As a Millennial and part of the tech generation, I grew up around computers. I can’t remember much of a time before the Internet. Computers were ever-present by the time I reached middle school. When I was in fourth grade, I learned HTML and began writing code by hand – a geek of the highest order.

In elementary school, my parents bought their first computer. I was glued to the magic of the mouse, keyboard, and screen working together in a confluence of beautiful technology. These integrated zeros and ones seemed to dance before me, and it wasn’t long before I started making money from it all.
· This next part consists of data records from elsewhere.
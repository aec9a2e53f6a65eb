use mipsim_core::Program;
use mipsim_core::isa::abi::{REG_T0, REG_ZERO};
use mipsim_core::isa::instruction::Instruction;
use proptest::prelude::*;

/// Registers the generated programs draw from (`$zero`, `$t0`-`$t3`).
fn any_reg() -> impl Strategy<Value = usize> {
    prop_oneof![Just(REG_ZERO), (REG_T0..REG_T0 + 4)]
}

/// Word-aligned offsets from `$zero` into the first 64 bytes of data memory.
fn any_offset() -> impl Strategy<Value = i32> {
    (0..16_i32).prop_map(|w| w * 4)
}

/// Any straight-line instruction (no branches or jumps).
pub fn any_straight_line_inst() -> impl Strategy<Value = Instruction> {
    prop_oneof![
        (any_reg(), any_reg(), any_reg()).prop_map(|(rd, rs, rt)| Instruction::Add { rd, rs, rt }),
        (any_reg(), any_reg(), any_reg()).prop_map(|(rd, rs, rt)| Instruction::Sub { rd, rs, rt }),
        (any_reg(), any_reg(), any_reg()).prop_map(|(rd, rs, rt)| Instruction::Mul { rd, rs, rt }),
        (any_reg(), any_reg(), any_reg()).prop_map(|(rd, rs, rt)| Instruction::Slt { rd, rs, rt }),
        (any_reg(), any_reg(), -50..50_i32).prop_map(|(rt, rs, imm)| Instruction::Addi { rt, rs, imm }),
        (any_reg(), any_offset()).prop_map(|(rt, offset)| Instruction::Lw {
            rt,
            base: REG_ZERO,
            offset
        }),
        (any_reg(), any_offset()).prop_map(|(rt, offset)| Instruction::Sw {
            rt,
            base: REG_ZERO,
            offset
        }),
    ]
}

/// Straight-line programs of 1 to 24 instructions.
pub fn any_straight_line_program() -> impl Strategy<Value = Program> {
    prop::collection::vec(any_straight_line_inst(), 1..24).prop_map(Program::from_instructions)
}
Today, I have a secret to share with you all: in high school, I had a gambling problem. In 2004, I started playing poker with my friends. It started out pretty casual and fun; lighthearted, even. Large groups of people would coalesce at one person’s house every couple weeks, and a doable $5 buy-in would be advertised. Texts and phone calls would be sent out, and the get-togethers were great.

Poker Cards Chips Texas Hold Em Gambling Problem
Photo: flickr/deutero

The buy-ins (the amount to play in tournament-style texas hold ’em poker) grew, too. What was $5 soon became $10, $20, and there were even re-buys (to buy back in for extra if you had lost once) at another $20. The shared prizes were amounting to hundreds and hundreds of dollars. If you won, you could easily walk away with an extra $100-200+ in your pockets. The infusion of funds was electrifying. I was hooked and loving it.

Some people were inspired by the statistical underpinnings. Behind it all, poker between friends was a stats-based game of skill and chance. But if you mastered the art of stats, your chances became stronger. Poker wasn’t pure gambling, as the same winners would be on the leaderboard week-to-week. They were doing something right.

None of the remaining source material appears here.